Treatment of ampullary villous adenomas that may harbor carcinoma.

Paul H Jordan1, Gustavo Ayala, Wade R Rosenberg, Beatriz M Kinner.   

Abstract

Villous adenoma of the ampulla of Vater is a rare tumor. It is a deceptive tumor because it is a premalignant lesion and biopsies of the lesion are false negative in 25% to 56% of patients. The primary focus of this report is 23 of 30 patients with villous adenoma of the ampulla of Vater who underwent Whipple operations. Paraffin blocks from 22 patients were available. In eight patients, blocks of the biopsies and the corresponding resected specimens were available. Immunohistochemical studies using antibodies to p53 and Ki-67 were performed to determine whether accumulation of these antibodies in the biopsy specimens would identify false negative biopsies. There was one operative death. The 2-, 5-, and 10-year survival rates for the 22 patients surviving a Whipple operation were 74%, 57%, and 35%, respectively. Three patients died of cancer. The mean p53 expression index was increased in adenomas to 88 (P = 0.001) and in carcinomas to 114 (P = 0.01), compared with 12.6 for normal ampullary epithelium adjacent to tumor. Significant differences in the Ki-67 proliferation index were noted between normal adjacent epithelium (13%), adenoma (34%, P = 0.0002), and carcinoma (53%, P = 0.034), as well as between adenomatous epithelium and carcinoma (34% vs. 53%, P = .012).
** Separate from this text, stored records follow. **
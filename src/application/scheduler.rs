//! Debounced evaluation triggers and the periodic render tick

use async_trait::async_trait;
use std::sync::Arc;
use std::time::Duration;
use tokio::sync::mpsc;
use tokio::time::{Instant, MissedTickBehavior};
use tracing::{debug, info};

use crate::shared::config::SchedulerCfg;
use crate::shared::types::{VenueSlot, VenueValues};

/// Receiver of scheduler events.
#[async_trait]
pub trait TriggerSink: Send + Sync + 'static {
    /// Run one evaluation cycle. `None` for triggers not tied to a venue.
    async fn evaluate(&self, source: Option<VenueSlot>);

    /// Re-render the latest result without evaluating.
    async fn render(&self);
}

#[derive(Debug, Clone, Copy, PartialEq, Eq)]
pub enum DebounceState {
    Idle,
    Pending { deadline: Instant },
}

/// Per-venue debounce timer: every notification pushes the deadline out.
#[derive(Debug, Clone)]
pub struct Debouncer {
    delay: Duration,
    state: DebounceState,
}

impl Debouncer {
    pub fn new(delay: Duration) -> Self {
        Self {
            delay,
            state: DebounceState::Idle,
        }
    }

    pub fn state(&self) -> DebounceState {
        self.state
    }

    pub fn notify(&mut self, now: Instant) {
        self.state = DebounceState::Pending {
            deadline: now + self.delay,
        };
    }

    pub fn deadline(&self) -> Option<Instant> {
        match self.state {
            DebounceState::Idle => None,
            DebounceState::Pending { deadline } => Some(deadline),
        }
    }

    /// Returns true exactly once per expired deadline, resetting to idle.
    pub fn fire_if_due(&mut self, now: Instant) -> bool {
        match self.state {
            DebounceState::Pending { deadline } if deadline <= now => {
                self.state = DebounceState::Idle;
                true
            }
            _ => false,
        }
    }
}

#[derive(Debug, Clone)]
pub struct SchedulerSettings {
    pub debounce: Duration,
    pub render_interval: Duration,
    /// Evaluate once at start-up without waiting for a notification
    pub initial_trigger: bool,
}

impl From<&SchedulerCfg> for SchedulerSettings {
    fn from(cfg: &SchedulerCfg) -> Self {
        Self {
            debounce: Duration::from_millis(cfg.debounce_ms),
            render_interval: Duration::from_millis(cfg.render_interval_ms),
            initial_trigger: true,
        }
    }
}

/// Turns bursty venue notifications into evaluation triggers.
///
/// Each trigger runs on its own task so the loop keeps draining
/// notifications; overlapping cycles are resolved by the sink.
pub struct Scheduler {
    settings: SchedulerSettings,
    sink: Arc<dyn TriggerSink>,
    notifications: mpsc::Receiver<VenueSlot>,
}

impl Scheduler {
    pub fn new(
        settings: SchedulerSettings,
        sink: Arc<dyn TriggerSink>,
        notifications: mpsc::Receiver<VenueSlot>,
    ) -> Self {
        Self {
            settings,
            sink,
            notifications,
        }
    }

    /// Runs until the notification channel closes.
    pub async fn run(mut self) {
        let mut timers = VenueValues::new(
            Debouncer::new(self.settings.debounce),
            Debouncer::new(self.settings.debounce),
        );
        let mut render = tokio::time::interval(self.settings.render_interval);
        render.set_missed_tick_behavior(MissedTickBehavior::Skip);

        info!(
            "⏱️ Scheduler started (debounce {:?}, render every {:?})",
            self.settings.debounce, self.settings.render_interval
        );
        if self.settings.initial_trigger {
            self.fire(None);
        }

        loop {
            let next_deadline = [timers.first.deadline(), timers.second.deadline()]
                .into_iter()
                .flatten()
                .min();
            let expiry = async move {
                match next_deadline {
                    Some(deadline) => tokio::time::sleep_until(deadline).await,
                    None => std::future::pending::<()>().await,
                }
            };

            tokio::select! {
                notification = self.notifications.recv() => match notification {
                    Some(slot) => {
                        debug!("Change notification from {:?}", slot);
                        timers.get_mut(slot).notify(Instant::now());
                    }
                    None => {
                        info!("Notification channel closed, scheduler stopping");
                        break;
                    }
                },
                _ = expiry => {
                    let now = Instant::now();
                    for slot in VenueSlot::ALL {
                        if timers.get_mut(slot).fire_if_due(now) {
                            self.fire(Some(slot));
                        }
                    }
                }
                _ = render.tick() => {
                    self.sink.render().await;
                }
            }
        }
    }

    fn fire(&self, source: Option<VenueSlot>) {
        let sink = Arc::clone(&self.sink);
        tokio::spawn(async move {
            sink.evaluate(source).await;
        });
    }
}
//! Infrastructure layer - Solana RPC and HTTP implementations of the domain ports

pub mod api_clients;
pub mod blockchain;
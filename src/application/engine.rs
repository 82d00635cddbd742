//! Arbitrage engine - one evaluation cycle, execution and bookkeeping

use async_trait::async_trait;
use chrono::{DateTime, Utc};
use rust_decimal::Decimal;
use serde::Serialize;
use std::sync::atomic::{AtomicU64, Ordering};
use tokio::sync::RwLock;
use tracing::{debug, info, warn};

use super::report::{ReportContext, ReportSnapshot};
use super::scheduler::TriggerSink;
use crate::domain::arbitrage::{EvaluationResult, Evaluator};
use crate::domain::execution::{ExecutionCoordinator, SingleFlightGuard, TradeOutcome};
use crate::domain::ledger::{Ledger, TradeRecord};
use crate::domain::ports::BalanceSnapshot;
use crate::shared::config::Config;
use crate::shared::errors::ConfigError;
use crate::shared::types::{AssetPair, Strategy, VenuePair, VenueSlot, VenueValues};

/// Engine knobs resolved from configuration.
#[derive(Debug, Clone)]
pub struct EngineSettings {
    pub amount_in: Decimal,
    pub min_profit_percent: Decimal,
    pub simulate_only: bool,
    pub display_enabled: bool,
    pub recent_trades: usize,
}

impl EngineSettings {
    pub fn from_config(config: &Config) -> Result<Self, ConfigError> {
        Ok(Self {
            amount_in: config.amount_in()?,
            min_profit_percent: config.min_profit_percent()?,
            simulate_only: config.trade.simulate_only,
            display_enabled: config.display.enabled,
            recent_trades: config.display.recent_trades,
        })
    }
}

/// Holdings captured on the first successful balance read of the session.
#[derive(Debug, Clone, Serialize)]
pub struct SessionBaseline {
    pub balances: BalanceSnapshot,
    pub total_value: Decimal,
    pub captured_at: DateTime<Utc>,
}

/// Cross-trigger state. Written only while holding the flight permit.
#[derive(Debug, Default)]
pub struct EngineState {
    pub last_result: Option<EvaluationResult>,
    pub baseline: Option<SessionBaseline>,
    pub start_prices: VenueValues<Option<Decimal>>,
    pub ledger: Ledger,
    pub cycles: u64,
}

/// What a single trigger ended up doing.
#[derive(Debug, Clone, PartialEq)]
pub enum CycleOutcome {
    /// Another cycle held the guard; the trigger was dropped.
    Skipped,
    NoDecision,
    Simulated(Strategy),
    Executed(TradeOutcome),
}

pub struct ArbitrageEngine {
    evaluator: Evaluator,
    coordinator: ExecutionCoordinator,
    guard: SingleFlightGuard,
    pair: AssetPair,
    venues: VenuePair,
    settings: EngineSettings,
    state: RwLock<EngineState>,
    dropped_triggers: AtomicU64,
}

impl ArbitrageEngine {
    pub fn new(
        evaluator: Evaluator,
        coordinator: ExecutionCoordinator,
        pair: AssetPair,
        venues: VenuePair,
        settings: EngineSettings,
        ledger: Ledger,
    ) -> Self {
        Self {
            evaluator,
            coordinator,
            guard: SingleFlightGuard::new(),
            pair,
            venues,
            settings,
            state: RwLock::new(EngineState {
                ledger,
                ..EngineState::default()
            }),
            dropped_triggers: AtomicU64::new(0),
        }
    }

    /// True while a cycle (and possibly an execution) is in flight.
    pub fn is_executing(&self) -> bool {
        self.guard.is_held()
    }

    pub fn dropped_triggers(&self) -> u64 {
        self.dropped_triggers.load(Ordering::Relaxed)
    }

    /// Evaluate once and, when the best strategy clears the threshold,
    /// execute it. Triggers arriving while a cycle runs are dropped.
    pub async fn run_cycle(&self) -> CycleOutcome {
        let permit = match self.guard.try_acquire() {
            Some(permit) => permit,
            None => {
                self.dropped_triggers.fetch_add(1, Ordering::Relaxed);
                debug!("Cycle in flight, trigger dropped");
                return CycleOutcome::Skipped;
            }
        };

        let amount_in = self.settings.amount_in;
        let result = self.evaluator.evaluate(amount_in).await;
        let decision = result.decision();
        self.remember(result).await;

        let strategy = match decision {
            Some(strategy) => strategy,
            None => return CycleOutcome::NoDecision,
        };

        if self.settings.simulate_only {
            info!("🧪 Simulate-only: would execute {}", strategy.describe(&self.venues));
            return CycleOutcome::Simulated(strategy);
        }

        let outcome = self.coordinator.execute(&permit, strategy, amount_in).await;
        let records = TradeRecord::from_outcome(&outcome, &self.venues);
        {
            let mut state = self.state.write().await;
            for record in records {
                state.ledger.append(record);
            }
        }
        if outcome.failure_kind.is_some() {
            warn!(
                "Strategy {} failed: {}",
                strategy,
                outcome.error.as_deref().unwrap_or("unknown error")
            );
        }

        CycleOutcome::Executed(outcome)
    }

    /// Store the latest result and capture session baselines on first sight.
    async fn remember(&self, result: EvaluationResult) {
        let mut state = self.state.write().await;
        state.cycles += 1;

        for slot in VenueSlot::ALL {
            let start = state.start_prices.get_mut(slot);
            if start.is_none() {
                *start = *result.pair_prices.get(slot);
            }
        }

        if state.baseline.is_none() {
            if let Some(balances) = result.balances.clone() {
                let base_price = result.pair_prices.first.or(result.pair_prices.second);
                let total_value = balances.total_value(base_price);
                info!(
                    "📌 Session baseline: {} {} / {} {} / {} SOL",
                    balances.quote_amount,
                    self.pair.quote.symbol,
                    balances.base_amount,
                    self.pair.base.symbol,
                    balances.native_amount
                );
                state.baseline = Some(SessionBaseline {
                    balances,
                    total_value,
                    captured_at: Utc::now(),
                });
            }
        }

        state.last_result = Some(result);
    }

    pub async fn report(&self) -> Option<ReportSnapshot> {
        let state = self.state.read().await;
        let context = ReportContext {
            pair: &self.pair,
            venues: &self.venues,
            settings: &self.settings,
            executing: self.is_executing(),
        };
        ReportSnapshot::build(&state, &context)
    }

    pub async fn recent_trades(&self, n: usize) -> Vec<TradeRecord> {
        self.state.read().await.ledger.recent(n)
    }
}

#[async_trait]
impl TriggerSink for ArbitrageEngine {
    async fn evaluate(&self, source: Option<VenueSlot>) {
        debug!("Evaluation triggered by {:?}", source);
        self.run_cycle().await;
    }

    async fn render(&self) {
        if !self.settings.display_enabled {
            return;
        }
        if let Some(report) = self.report().await {
            print!("\x1B[2J\x1B[1;1H{}", report.render());
        }
    }
}
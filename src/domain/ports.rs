//! Collaborator interfaces consumed by the core
//!
//! Every implementation performs external I/O; the core wraps each call in a
//! timeout and treats expiry exactly like a failure of that call.

use async_trait::async_trait;
use rust_decimal::Decimal;
use serde::Serialize;

use crate::shared::errors::{BalanceQueryError, QuoteError, SwapError};
use crate::shared::types::{TokenDescriptor, VenueSlot};

/// Executable price on one venue for one direction.
#[derive(Debug, Clone, PartialEq, Serialize)]
pub struct Quote {
    pub venue: VenueSlot,
    /// Output per unit of input, in the requested direction
    pub price: Decimal,
    pub output_amount: Decimal,
}

impl Quote {
    /// Build a quote, rejecting non-positive prices or outputs.
    pub fn checked(
        venue: VenueSlot,
        venue_name: &str,
        price: Decimal,
        output_amount: Decimal,
    ) -> Result<Self, QuoteError> {
        if price <= Decimal::ZERO {
            return Err(QuoteError::Invalid {
                venue: venue_name.to_string(),
                reason: format!("non-positive price {}", price),
            });
        }
        if output_amount <= Decimal::ZERO {
            return Err(QuoteError::Invalid {
                venue: venue_name.to_string(),
                reason: format!("non-positive output {}", output_amount),
            });
        }
        Ok(Self {
            venue,
            price,
            output_amount,
        })
    }
}

/// Quote computation for a single venue.
#[async_trait]
pub trait Quoter: Send + Sync {
    fn venue_name(&self) -> &str;

    /// `is_buy` spends quote for base; otherwise base is sold for quote.
    async fn quote(&self, input_amount: Decimal, is_buy: bool) -> Result<Quote, QuoteError>;
}

/// Execution cost estimate, USD-equivalent unless noted.
#[derive(Debug, Clone, Default, PartialEq, Serialize)]
pub struct CostBreakdown {
    /// Signature fees for both legs, in native units (SOL)
    pub network_native: Decimal,
    /// Priority fees for both legs, in native units (SOL)
    pub priority_native: Decimal,
    pub network_cost: Decimal,
    pub priority_cost: Decimal,
    /// Venue trading fees for the trade amount. Informational only: quotes
    /// already net these out, so this is never part of `total_cost`.
    pub pool_fee_cost: Decimal,
    /// `network_cost + priority_cost`
    pub total_cost: Decimal,
    /// Native/USD rate used for the conversion
    pub native_price_usd: Decimal,
    /// True when the static estimate was used
    pub fallback: bool,
}

/// Fee and gas cost estimation. Never fails; degrades to a static estimate.
#[async_trait]
pub trait CostEstimator: Send + Sync {
    async fn cost_breakdown(&self, amount_in: Decimal) -> CostBreakdown;
}

/// Wallet holdings at one point in time.
#[derive(Debug, Clone, Default, PartialEq, Serialize)]
pub struct BalanceSnapshot {
    pub quote_amount: Decimal,
    pub base_amount: Decimal,
    /// Native token (SOL) that pays fees
    pub native_amount: Decimal,
    /// Settlement conversion rate: USD per native token
    pub native_price_usd: Decimal,
}

impl BalanceSnapshot {
    /// Total value in quote units; base is valued at `base_price` when known.
    pub fn total_value(&self, base_price: Option<Decimal>) -> Decimal {
        let base_value = base_price.map(|p| self.base_amount * p).unwrap_or_default();
        self.quote_amount + self.native_amount * self.native_price_usd + base_value
    }
}

#[async_trait]
pub trait BalanceProvider: Send + Sync {
    async fn balances(&self) -> Result<BalanceSnapshot, BalanceQueryError>;
}

/// Executes one on-chain swap leg.
#[async_trait]
pub trait Swapper: Send + Sync {
    /// Spend `amount_in` of `input` on `venue`; returns the transaction id.
    async fn swap(
        &self,
        venue: VenueSlot,
        input: &TokenDescriptor,
        amount_in: Decimal,
    ) -> Result<String, SwapError>;
}
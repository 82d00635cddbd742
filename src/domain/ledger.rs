//! Append-only record of trade attempts

use chrono::{DateTime, Utc};
use rust_decimal::Decimal;
use serde::{Deserialize, Serialize};
use std::fs::{File, OpenOptions};
use std::io::Write;
use std::path::{Path, PathBuf};
use tracing::warn;

use crate::domain::execution::{FailureKind, TradeOutcome};
use crate::shared::types::{Leg, Strategy, VenuePair};

#[derive(Debug, Clone, Copy, PartialEq, Eq, Serialize, Deserialize)]
#[serde(rename_all = "UPPERCASE")]
pub enum TradeStatus {
    Success,
    Failed,
}

/// One ledger line. Immutable once appended.
#[derive(Debug, Clone, PartialEq, Serialize, Deserialize)]
pub struct TradeRecord {
    pub strategy: Strategy,
    pub leg: Option<Leg>,
    pub status: TradeStatus,
    pub order_label: String,
    pub tx_id: Option<String>,
    pub input_volume: Decimal,
    pub net_profit: Option<Decimal>,
    pub fail_reason: Option<String>,
    pub failure_kind: Option<FailureKind>,
    pub timestamp: DateTime<Utc>,
}

impl TradeRecord {
    /// Ledger entries for one execution: BUY and SELL on success, a single
    /// FAILED entry otherwise.
    pub fn from_outcome(outcome: &TradeOutcome, venues: &VenuePair) -> Vec<TradeRecord> {
        let timestamp = Utc::now();
        let entry = &venues.get(outcome.strategy.entry()).name;
        let exit = &venues.get(outcome.strategy.exit()).name;

        if !outcome.success {
            return vec![TradeRecord {
                strategy: outcome.strategy,
                leg: None,
                status: TradeStatus::Failed,
                order_label: outcome.strategy.describe(venues),
                tx_id: outcome.leg1_tx_id.clone(),
                input_volume: outcome.amount_in,
                net_profit: None,
                fail_reason: outcome.error.clone(),
                failure_kind: outcome.failure_kind,
                timestamp,
            }];
        }

        vec![
            TradeRecord {
                strategy: outcome.strategy,
                leg: Some(Leg::Buy),
                status: TradeStatus::Success,
                order_label: format!("Order 1: Buy on {}", entry),
                tx_id: outcome.leg1_tx_id.clone(),
                input_volume: outcome.amount_in,
                net_profit: None,
                fail_reason: None,
                failure_kind: None,
                timestamp,
            },
            TradeRecord {
                strategy: outcome.strategy,
                leg: Some(Leg::Sell),
                status: TradeStatus::Success,
                order_label: format!("Order 2: Sell on {}", exit),
                tx_id: outcome.leg2_tx_id.clone(),
                input_volume: outcome.intermediate_amount.unwrap_or_default(),
                net_profit: outcome.net_profit,
                fail_reason: None,
                failure_kind: None,
                timestamp,
            },
        ]
    }

    pub fn needs_attention(&self) -> bool {
        self.failure_kind == Some(FailureKind::Partial)
    }
}

/// JSON-lines mirror of the ledger on disk.
#[derive(Debug)]
struct Journal {
    path: PathBuf,
    file: File,
}

impl Journal {
    fn open(path: &Path) -> std::io::Result<Self> {
        let file = OpenOptions::new().create(true).append(true).open(path)?;
        Ok(Self {
            path: path.to_path_buf(),
            file,
        })
    }

    fn write(&mut self, record: &TradeRecord) -> std::io::Result<()> {
        let line = serde_json::to_string(record)?;
        writeln!(self.file, "{}", line)?;
        self.file.flush()
    }
}

/// In-memory trade log, optionally journaled to disk.
#[derive(Debug, Default)]
pub struct Ledger {
    records: Vec<TradeRecord>,
    journal: Option<Journal>,
}

impl Ledger {
    pub fn new() -> Self {
        Self::default()
    }

    pub fn with_journal(path: &Path) -> std::io::Result<Self> {
        Ok(Self {
            records: Vec::new(),
            journal: Some(Journal::open(path)?),
        })
    }

    /// Journal failures are logged; the in-memory record is kept regardless.
    pub fn append(&mut self, record: TradeRecord) {
        if let Some(journal) = self.journal.as_mut() {
            if let Err(e) = journal.write(&record) {
                warn!("⚠️ Failed to journal trade to {}: {}", journal.path.display(), e);
            }
        }
        self.records.push(record);
    }

    /// Last `n` records, oldest first. The returned vector is a copy.
    pub fn recent(&self, n: usize) -> Vec<TradeRecord> {
        let start = self.records.len().saturating_sub(n);
        self.records[start..].to_vec()
    }
}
Villous ampullary adenocarcinoma was present in 65% of patients with villous adenoma (87% if patients with carcinoma in situ in resected specimens are included). Because of the high false negative rate of ampullary biopsies, and the inability to accurately stage these lesions, we recommend pancreaticoduodenectomy in most patients. Studies with p53 and Ki-67 markers suggest that they may be helpful in the recognition of ampullary villous cancer not identified on routine biopsies. Copyright 2002 The Society for Surgery of the Alimentary Tract, Inc.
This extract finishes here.